Friday, May 27, 2011

Ah... the memories...

I personally look forward to having a few physical memories of the race events I participate in, so I love that most events hire professional photographers that dot different parts of the course to catch each athlete in motion. At least I love the idea of it… don’t always like the results though, especially if those photographs come back making you look a little less like an athlete and more like a middle aged guy trying to be an athlete. Prime example… my recent race, the OC Int’l Tri... I still contend that these were just bad shots…
Here I am coming out of the water in full form… What I was hoping for was a dramatic photo of me in triumph getting ready to take on the bike… instead, a photo of me obviously trying to get some of the water I inhaled out through my nose… just not right…

Here’s another gem of me on my bike… it’s sort of an action shot, right?

I need to get a new helmet, because obviously this one is too big… makes my head look larger than it is. The lighting seems to be off too, because I know I don’t look that “sausage” like normally when wearing ultra tight spandex. And the photographer must have had a great motion capture lens or something, because they somehow captured me in mid-bike when I was screaming down the bike course… funny, because it almost looks like I’m barely moving…
Alright… run portion. Not horrible photos, but they somehow made me look like I’m sixty… and white!...

Oh wait!... I’m behind that guy! Yes ladies and gentlemen… a permanent record that shows me getting beat by a 60 year old… totally awesome.
But the the truth is this… when I go through the motions I really feel like I look like this…

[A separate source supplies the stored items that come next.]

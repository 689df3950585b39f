//! Resource control interfaces and their backends
//!
//! The runbooks only see the traits below. Two backends implement them:
//! - [`ArmBackend`]: Azure Resource Manager / Azure Monitor over REST
//! - [`InventoryBackend`]: a JSON inventory file applied in memory, for
//!   offline rehearsal and tests

mod arm;
mod inventory;

pub use arm::{ArmBackend, ArmContext, Credential, ARM_ENDPOINT, LOGIN_ENDPOINT};
pub use inventory::{Inventory, InventoryBackend, InventoryStorageAccount, InventoryVm, Mutation};

use crate::error::Result;
use crate::models::{
    AccessTier, BlobItem, Database, PowerState, Scope, StorageAccount, VirtualMachine,
};

pub use async_trait::async_trait;

/// Compute control plane
#[async_trait]
pub trait ComputeControl: Send + Sync {
    async fn list_vms(&self, scope: &Scope) -> Result<Vec<VirtualMachine>>;

    async fn power_state(&self, vm: &VirtualMachine) -> Result<PowerState>;

    /// Stop and release the VM's compute allocation
    async fn deallocate(&self, vm: &VirtualMachine) -> Result<()>;

    async fn resize(&self, vm: &VirtualMachine, size: &str) -> Result<()>;

    async fn start(&self, vm: &VirtualMachine) -> Result<()>;
}

/// Blob storage control plane
#[async_trait]
pub trait StorageControl: Send + Sync {
    async fn list_accounts(&self, scope: &Scope) -> Result<Vec<StorageAccount>>;

    async fn list_blobs(&self, account: &StorageAccount) -> Result<Vec<BlobItem>>;

    async fn set_blob_tier(
        &self,
        account: &StorageAccount,
        blob: &BlobItem,
        tier: AccessTier,
    ) -> Result<()>;
}

/// Database control plane
#[async_trait]
pub trait DatabaseControl: Send + Sync {
    async fn list_databases(&self, scope: &Scope) -> Result<Vec<Database>>;

    async fn set_service_objective(
        &self,
        database: &Database,
        objective: &str,
        edition: Option<&str>,
    ) -> Result<()>;
}

/// Resource group segment of an ARM resource id
pub fn resource_group_of(resource_id: &str) -> Option<&str> {
    let mut segments = resource_id.split('/');
    while let Some(segment) = segments.next() {
        if segment.eq_ignore_ascii_case("resourceGroups") {
            return segments.next();
        }
    }
    None
}
//! Runbook configuration
//!
//! Thresholds, approval ceilings and lookup tables. Loaded from an optional
//! TOML file layered with `COSTOPT__`-prefixed environment variables; every
//! field falls back to the built-in defaults below.

use serde::{Deserialize, Serialize};
use std::path::Path;

use crate::approval::ApprovalGate;
use crate::error::Result;
use crate::models::AccessTier;

/// Top-level optimizer configuration
#[derive(Debug, Clone, Serialize, Deserialize)]
#[serde(default)]
pub struct OptimizerConfig {
    /// Metrics lookback window in days
    pub lookback_days: u32,
    pub approval: ApprovalGate,
    pub compute: ComputeSettings,
    pub database: DatabaseSettings,
    pub storage: StorageSettings,
}

impl Default for OptimizerConfig {
    fn default() -> Self {
        Self {
            lookback_days: 7,
            approval: ApprovalGate::default(),
            compute: ComputeSettings::default(),
            database: DatabaseSettings::default(),
            storage: StorageSettings::default(),
        }
    }
}

impl OptimizerConfig {
    /// Load configuration from an optional file and the environment
    pub fn load(path: Option<&Path>) -> Result<Self> {
        let mut builder = config::Config::builder();
        if let Some(path) = path {
            builder = builder.add_source(config::File::from(path).required(true));
        }

        let config = builder
            .add_source(
                config::Environment::with_prefix("COSTOPT")
                    .separator("__")
                    .try_parsing(true),
            )
            .build()?;

        let loaded: OptimizerConfig = config.try_deserialize()?;
        loaded.validate()?;
        Ok(loaded)
    }

    /// Reject settings that would make the decision logic meaningless
    pub fn validate(&self) -> Result<()> {
        if self.lookback_days == 0 {
            return Err(config::ConfigError::Message("lookback_days must be positive".into()).into());
        }
        if self.approval.auto_approve_ceiling > self.approval.manual_approve_ceiling {
            return Err(config::ConfigError::Message(format!(
                "auto_approve_ceiling ({}) exceeds manual_approve_ceiling ({})",
                self.approval.auto_approve_ceiling, self.approval.manual_approve_ceiling
            ))
            .into());
        }
        if self.compute.max_poll_attempts == 0 {
            return Err(config::ConfigError::Message("max_poll_attempts must be positive".into()).into());
        }
        Ok(())
    }
}

/// VM size catalog entry
#[derive(Debug, Clone, PartialEq, Serialize, Deserialize)]
pub struct VmSizeEntry {
    pub size: String,
    pub monthly_cost: f64,
    #[serde(default)]
    pub downgrade: Option<String>,
}

impl VmSizeEntry {
    fn new(size: &str, monthly_cost: f64, downgrade: Option<&str>) -> Self {
        Self {
            size: size.to_string(),
            monthly_cost,
            downgrade: downgrade.map(str::to_string),
        }
    }
}

/// VM right-sizing thresholds and size catalog
#[derive(Debug, Clone, Serialize, Deserialize)]
#[serde(default)]
pub struct ComputeSettings {
    pub underutilized_cpu_percent: f64,
    pub monitor_cpu_percent: f64,
    /// Hourly points required before an underutilization verdict is trusted
    pub min_samples: usize,
    pub poll_interval_secs: u64,
    pub max_poll_attempts: u32,
    pub sizes: Vec<VmSizeEntry>,
}

impl Default for ComputeSettings {
    fn default() -> Self {
        Self {
            underutilized_cpu_percent: 10.0,
            monitor_cpu_percent: 20.0,
            min_samples: 24,
            poll_interval_secs: 10,
            max_poll_attempts: 60,
            sizes: default_vm_sizes(),
        }
    }
}

fn default_vm_sizes() -> Vec<VmSizeEntry> {
    vec![
        VmSizeEntry::new("Standard_B1s", 8.76, None),
        VmSizeEntry::new("Standard_B1ms", 17.52, Some("Standard_B1s")),
        VmSizeEntry::new("Standard_B2s", 35.04, Some("Standard_B1ms")),
        VmSizeEntry::new("Standard_B2ms", 70.08, Some("Standard_B2s")),
        VmSizeEntry::new("Standard_B4ms", 140.16, Some("Standard_B2ms")),
        VmSizeEntry::new("Standard_D2s_v3", 85.68, Some("Standard_B2s")),
        VmSizeEntry::new("Standard_D4s_v3", 171.36, Some("Standard_D2s_v3")),
        VmSizeEntry::new("Standard_D8s_v3", 342.72, Some("Standard_D4s_v3")),
        VmSizeEntry::new("Standard_D16s_v3", 685.44, Some("Standard_D8s_v3")),
        VmSizeEntry::new("Standard_E2s_v3", 105.12, Some("Standard_D2s_v3")),
        VmSizeEntry::new("Standard_E4s_v3", 210.24, Some("Standard_E2s_v3")),
        VmSizeEntry::new("Standard_E8s_v3", 420.48, Some("Standard_E4s_v3")),
        VmSizeEntry::new("Standard_F2s_v2", 74.46, Some("Standard_B2s")),
        VmSizeEntry::new("Standard_F4s_v2", 148.92, Some("Standard_F2s_v2")),
        VmSizeEntry::new("Standard_F8s_v2", 297.84, Some("Standard_F4s_v2")),
    ]
}

/// DTU service objective catalog entry
#[derive(Debug, Clone, PartialEq, Serialize, Deserialize)]
pub struct DtuTierEntry {
    pub name: String,
    pub edition: String,
    pub dtu: u32,
    pub monthly_cost: f64,
}

impl DtuTierEntry {
    fn new(name: &str, edition: &str, dtu: u32, monthly_cost: f64) -> Self {
        Self {
            name: name.to_string(),
            edition: edition.to_string(),
            dtu,
            monthly_cost,
        }
    }
}

/// Database scaling thresholds and service objective catalog
#[derive(Debug, Clone, Serialize, Deserialize)]
#[serde(default)]
pub struct DatabaseSettings {
    pub highly_underutilized_percent: f64,
    pub underutilized_percent: f64,
    pub min_samples_strict: usize,
    pub min_samples: usize,
    pub max_daily_connections: f64,
    pub scale_up_peak_percent: f64,
    pub scale_up_average_percent: f64,
    pub ru_underutilized_percent: f64,
    pub ru_overutilized_percent: f64,
    pub tiers: Vec<DtuTierEntry>,
}

impl Default for DatabaseSettings {
    fn default() -> Self {
        Self {
            highly_underutilized_percent: 10.0,
            underutilized_percent: 20.0,
            min_samples_strict: 48,
            min_samples: 24,
            max_daily_connections: 10.0,
            scale_up_peak_percent: 90.0,
            scale_up_average_percent: 80.0,
            ru_underutilized_percent: 10.0,
            ru_overutilized_percent: 80.0,
            tiers: default_dtu_tiers(),
        }
    }
}

fn default_dtu_tiers() -> Vec<DtuTierEntry> {
    vec![
        DtuTierEntry::new("Basic", "Basic", 5, 4.99),
        DtuTierEntry::new("S0", "Standard", 10, 15.03),
        DtuTierEntry::new("S1", "Standard", 20, 30.05),
        DtuTierEntry::new("S2", "Standard", 50, 75.13),
        DtuTierEntry::new("S3", "Standard", 100, 150.26),
        DtuTierEntry::new("S4", "Standard", 200, 300.52),
        DtuTierEntry::new("S6", "Standard", 400, 601.03),
        DtuTierEntry::new("S7", "Standard", 800, 1202.06),
        DtuTierEntry::new("P1", "Premium", 125, 465.36),
        DtuTierEntry::new("P2", "Premium", 250, 930.72),
        DtuTierEntry::new("P4", "Premium", 500, 1861.44),
    ]
}

/// Price per GB-month of an access tier
#[derive(Debug, Clone, PartialEq, Serialize, Deserialize)]
pub struct TierPriceEntry {
    pub tier: AccessTier,
    pub price_per_gb: f64,
}

/// Savings fraction of a tier transition
#[derive(Debug, Clone, PartialEq, Serialize, Deserialize)]
pub struct TierTransitionEntry {
    pub from: AccessTier,
    pub to: AccessTier,
    pub savings_percent: f64,
}

/// Blob tiering thresholds and prices
#[derive(Debug, Clone, Serialize, Deserialize)]
#[serde(default)]
pub struct StorageSettings {
    pub cool_after_days: i64,
    pub archive_from_cool_after_days: i64,
    pub archive_from_hot_after_days: i64,
    pub tier_prices: Vec<TierPriceEntry>,
    pub transitions: Vec<TierTransitionEntry>,
}

impl Default for StorageSettings {
    fn default() -> Self {
        Self {
            cool_after_days: 30,
            archive_from_cool_after_days: 90,
            archive_from_hot_after_days: 180,
            tier_prices: vec![
                TierPriceEntry {
                    tier: AccessTier::Hot,
                    price_per_gb: 0.0184,
                },
                TierPriceEntry {
                    tier: AccessTier::Cool,
                    price_per_gb: 0.01,
                },
                TierPriceEntry {
                    tier: AccessTier::Archive,
                    price_per_gb: 0.00099,
                },
            ],
            transitions: vec![
                TierTransitionEntry {
                    from: AccessTier::Hot,
                    to: AccessTier::Cool,
                    savings_percent: 0.45,
                },
                TierTransitionEntry {
                    from: AccessTier::Hot,
                    to: AccessTier::Archive,
                    savings_percent: 0.95,
                },
                TierTransitionEntry {
                    from: AccessTier::Cool,
                    to: AccessTier::Archive,
                    savings_percent: 0.90,
                },
            ],
        }
    }
}

#[cfg(test)]
mod tests {
    use super::*;
    use std::io::Write;

    #[test]
    fn test_defaults_are_valid() {
        let config = OptimizerConfig::default();
        assert!(config.validate().is_ok());
        assert_eq!(config.lookback_days, 7);
        assert_eq!(config.approval.auto_approve_ceiling, 100.0);
        assert_eq!(config.approval.manual_approve_ceiling, 500.0);
    }

    #[test]
    fn test_load_from_file_overrides_and_keeps_defaults() {
        let mut file = tempfile::Builder::new().suffix(".toml").tempfile().unwrap();
        writeln!(
            file,
            r#"
lookback_days = 14

[approval]
auto_approve_ceiling = 50.0
manual_approve_ceiling = 250.0

[[compute.sizes]]
size = "Standard_D2s_v3"
monthly_cost = 90.0
downgrade = "Standard_B2ms"
"#
        )
        .unwrap();

        let config = OptimizerConfig::load(Some(file.path())).unwrap();
        assert_eq!(config.lookback_days, 14);
        assert_eq!(config.approval.auto_approve_ceiling, 50.0);
        assert_eq!(config.compute.sizes.len(), 1);
        assert_eq!(config.compute.sizes[0].size, "Standard_D2s_v3");
        assert_eq!(config.compute.min_samples, 24);
        assert_eq!(config.storage.cool_after_days, 30);
    }

    #[test]
    fn test_inverted_ceilings_rejected() {
        let mut config = OptimizerConfig::default();
        config.approval = ApprovalGate::new(600.0, 500.0);
        assert!(config.validate().is_err());
    }
}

But God is absolutely hilarious and gives me glimpses of reality that dig into my ego with shots like this…

Ah… lessons in humility with generous doses of reality...
But at the very least, I could say that I do share one thing with the elite triathlete or top age grouper… and that is the desire to push myself further and farther than I’ve ever thought possible… and that I do with the best of them...
By the way... occassionally I do get a photo I love... a memorable moment that I'm glad was captured... no matter how raw...

Monday, May 23, 2011

Me? Swim 1500 meters in open water?

It’s Monday, May 23rd… which means May 22nd weekend came and went without major incident mind you (all Armageddon jokes aside) and the date that loomed so heavily in my mental and emotional scope is now in my past. The fact that I’m writing this means I did not drown or get eaten by some freak monster fish while swimming in Mission Viejo Lake for my first real triathlon. Yes, I survived the 1500 meter open water swim… but not without a few hiccups…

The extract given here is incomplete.